§ **Exercise details**
There is one span to output from the data below: the lines starting at the line with "let later_today = times" and ending at the line with "skip the cycle.". Output it exactly, ends included, nothing more.

§ **Extracted entries**

►

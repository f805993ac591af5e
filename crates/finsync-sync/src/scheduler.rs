use std::sync::{Arc, Mutex, PoisonError};
use std::time::Duration;

use chrono::{Local, NaiveDateTime};
use finsync_core::{ScheduleError, ScheduleTime, SyncContext};
use thiserror::Error;
use tokio::task::JoinHandle;
use tokio::time::MissedTickBehavior;
use tokio_util::sync::CancellationToken;
use tracing::{error, info, warn};

use crate::jobs::JobProvider;
use crate::pool::{PoolError, ShutdownOutcome, WorkerPool};

#[derive(Debug, Clone)]
pub struct SchedulerConfig {
    /// `HH:MM` entries in local time.
    pub schedule_times: Vec<String>,
    pub run_on_startup: bool,
    pub tick_interval: Duration,
    /// Upper bound on one job-provider call.
    pub provider_timeout: Duration,
    pub pool_shutdown_timeout: Duration,
}

impl Default for SchedulerConfig {
    fn default() -> Self {
        Self {
            schedule_times: vec!["06:00".to_string(), "18:00".to_string()],
            run_on_startup: false,
            tick_interval: Duration::from_secs(60),
            provider_timeout: Duration::from_secs(300),
            pool_shutdown_timeout: Duration::from_secs(30),
        }
    }
}

#[derive(Debug, Clone, Copy, PartialEq, Eq)]
pub enum SchedulerState {
    Idle,
    Running,
    ShuttingDown,
    Stopped,
}

#[derive(Debug, Error)]
pub enum SchedulerError {
    #[error(transparent)]
    InvalidScheduleTime(#[from] ScheduleError),
    #[error("scheduler cannot start from state {0:?}")]
    NotIdle(SchedulerState),
    #[error(transparent)]
    Pool(#[from] PoolError),
}

/// First configured time strictly after `now`, today or tomorrow.
pub fn next_scheduled_after(times: &[ScheduleTime], now: NaiveDateTime) -> Option<NaiveDateTime> {
    let today = now.date();
    let at = |date: chrono::NaiveDate, t: &ScheduleTime| date.and_hms_opt(t.hour(), t.minute(), 0);

    let later_today = times
        .iter()
        .filter_map(|t| at(today, t))
        .filter(|candidate| *candidate > now)
        .min();
    later_today.or_else(|| {
        let tomorrow = today.succ_opt()?;
        times.iter().filter_map(|t| at(tomorrow, t)).min()
    })
}

struct SchedulerCore {
    times: Vec<ScheduleTime>,
    config: SchedulerConfig,
    pool: Arc<WorkerPool>,
    provider: Arc<dyn JobProvider>,
    token: CancellationToken,
    last_fired: Mutex<Option<String>>,
}

impl SchedulerCore {
    /// True once per matching minute.
    fn claim_minute(&self, now: NaiveDateTime) -> bool {
        if !self.times.iter().any(|t| t.matches(&now)) {
            return false;
        }
        let key = now.format("%Y-%m-%d-%H:%M").to_string();
        let mut last = self.last_fired.lock().unwrap_or_else(PoisonError::into_inner);
        if last.as_deref() == Some(key.as_str()) {
            return false;
        }
        *last = Some(key);
        true
    }

    /// Asks the provider for a batch and hands it to the pool. Returns how
    /// many jobs were accepted; provider failures skip the cycle.
    async fn fire(&self, reason: &'static str) -> usize {
        let ctx = SyncContext::from_token(self.token.child_token());
        let timeout = self.config.provider_timeout;
        let listed = ctx
            .run(tokio::time::timeout(timeout, self.provider.jobs(&ctx)))
            .await;
        let jobs = match listed {
            Ok(Ok(Ok(jobs))) => jobs,
            Ok(Ok(Err(err))) => {
                error!(reason, error = %format!("{err:#}"), "job provider failed; skipping cycle");
                return 0;
            }
            Ok(Err(_)) => {
                error!(
                    reason,
                    timeout_secs = timeout.as_secs(),
                    "job provider timed out; skipping cycle"
                );
                ctx.cancel();
                return 0;
            }
            Err(_) => return 0,
        };
        if jobs.is_empty() {
            info!(reason, "no eligible jobs this cycle");
            return 0;
        }
        info!(reason, jobs = jobs.len(), "scheduler fired");
        self.pool.submit_batch(jobs)
    }
}

/// Wall-clock trigger that feeds batches from a [`JobProvider`] into a
/// [`WorkerPool`].
pub struct Scheduler {
    core: Arc<SchedulerCore>,
    state: Mutex<SchedulerState>,
    handle: Mutex<Option<JoinHandle<()>>>,
}

impl Scheduler {
    /// Fails when any schedule time does not parse.
    pub fn new(
        config: SchedulerConfig,
        pool: Arc<WorkerPool>,
        provider: Arc<dyn JobProvider>,
    ) -> Result<Self, SchedulerError> {
        let mut times = config
            .schedule_times
            .iter()
            .map(|raw| raw.trim().parse::<ScheduleTime>())
            .collect::<Result<Vec<_>, _>>()?;
        times.sort();
        times.dedup();
        if times.is_empty() {
            warn!("no schedule times configured; only manual triggers will run");
        }
        Ok(Self {
            core: Arc::new(SchedulerCore {
                times,
                config,
                pool,
                provider,
                token: CancellationToken::new(),
                last_fired: Mutex::new(None),
            }),
            state: Mutex::new(SchedulerState::Idle),
            handle: Mutex::new(None),
        })
    }

    pub fn state(&self) -> SchedulerState {
        *self.state.lock().unwrap_or_else(PoisonError::into_inner)
    }

    fn set_state(&self, next: SchedulerState) {
        *self.state.lock().unwrap_or_else(PoisonError::into_inner) = next;
    }

    pub fn schedule_times(&self) -> &[ScheduleTime] {
        &self.core.times
    }

    /// Starts the pool (if needed) and the minute loop. Must run inside a
    /// tokio runtime.
    pub fn start(&self) -> Result<(), SchedulerError> {
        {
            let mut state = self.state.lock().unwrap_or_else(PoisonError::into_inner);
            if *state != SchedulerState::Idle {
                return Err(SchedulerError::NotIdle(*state));
            }
            match self.core.pool.start() {
                Ok(()) | Err(PoolError::AlreadyStarted) => {}
                Err(err) => return Err(err.into()),
            }
            *state = SchedulerState::Running;
        }

        let core = self.core.clone();
        let handle = tokio::spawn(async move {
            if core.config.run_on_startup {
                core.fire("startup").await;
            }
            let mut ticker = tokio::time::interval(core.config.tick_interval);
            ticker.set_missed_tick_behavior(MissedTickBehavior::Delay);
            loop {
                tokio::select! {
                    biased;
                    _ = core.token.cancelled() => break,
                    _ = ticker.tick() => {}
                }
                if core.claim_minute(Local::now().naive_local()) {
                    core.fire("schedule").await;
                }
            }
            info!("scheduler loop exited");
        });
        *self.handle.lock().unwrap_or_else(PoisonError::into_inner) = Some(handle);

        let times: Vec<String> = self.core.times.iter().map(ToString::to_string).collect();
        info!(
            times = %times.join(","),
            run_on_startup = self.core.config.run_on_startup,
            next = ?self.next_scheduled_time(),
            "scheduler started"
        );
        Ok(())
    }

    /// Fires one cycle immediately, outside the clock.
    pub async fn trigger_now(&self) -> usize {
        self.core.fire("manual").await
    }

    pub fn next_scheduled_time(&self) -> Option<NaiveDateTime> {
        next_scheduled_after(&self.core.times, Local::now().naive_local())
    }

    /// Stops the loop (waiting at most `timeout` for it), then drains the pool
    /// under the pool shutdown timeout.
    pub async fn shutdown(&self, timeout: Duration) -> ShutdownOutcome {
        self.set_state(SchedulerState::ShuttingDown);
        self.core.token.cancel();

        let handle = self
            .handle
            .lock()
            .unwrap_or_else(PoisonError::into_inner)
            .take();
        if let Some(mut handle) = handle {
            match tokio::time::timeout(timeout, &mut handle).await {
                Ok(Ok(())) => {}
                Ok(Err(err)) => error!(error = %err, "scheduler loop ended abnormally"),
                Err(_) => {
                    warn!(
                        timeout_ms = timeout.as_millis() as u64,
                        "scheduler loop did not stop in time; continuing shutdown"
                    );
                    handle.abort();
                }
            }
        }

        let outcome = self
            .core
            .pool
            .shutdown_with_timeout(self.core.config.pool_shutdown_timeout)
            .await;
        self.set_state(SchedulerState::Stopped);
        info!(?outcome, "scheduler stopped");
        outcome
    }
}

◄

§ **Answer area**
    let later_today = times
        .iter()
        .filter_map(|t| at(today, t))
        .filter(|candidate| *candidate > now)
        .min();
    later_today.or_else(|| {
        let tomorrow = today.succ_opt()?;
        times.iter().filter_map(|t| at(tomorrow, t)).min()
    })
}

struct SchedulerCore {
    times: Vec<ScheduleTime>,
    config: SchedulerConfig,
    pool: Arc<WorkerPool>,
    provider: Arc<dyn JobProvider>,
    token: CancellationToken,
    last_fired: Mutex<Option<String>>,
}

impl SchedulerCore {
    /// True once per matching minute.
    fn claim_minute(&self, now: NaiveDateTime) -> bool {
        if !self.times.iter().any(|t| t.matches(&now)) {
            return false;
        }
        let key = now.format("%Y-%m-%d-%H:%M").to_string();
        let mut last = self.last_fired.lock().unwrap_or_else(PoisonError::into_inner);
        if last.as_deref() == Some(key.as_str()) {
            return false;
        }
        *last = Some(key);
        true
    }

    /// Asks the provider for a batch and hands it to the pool. Returns how
    /// many jobs were accepted; provider failures skip the cycle.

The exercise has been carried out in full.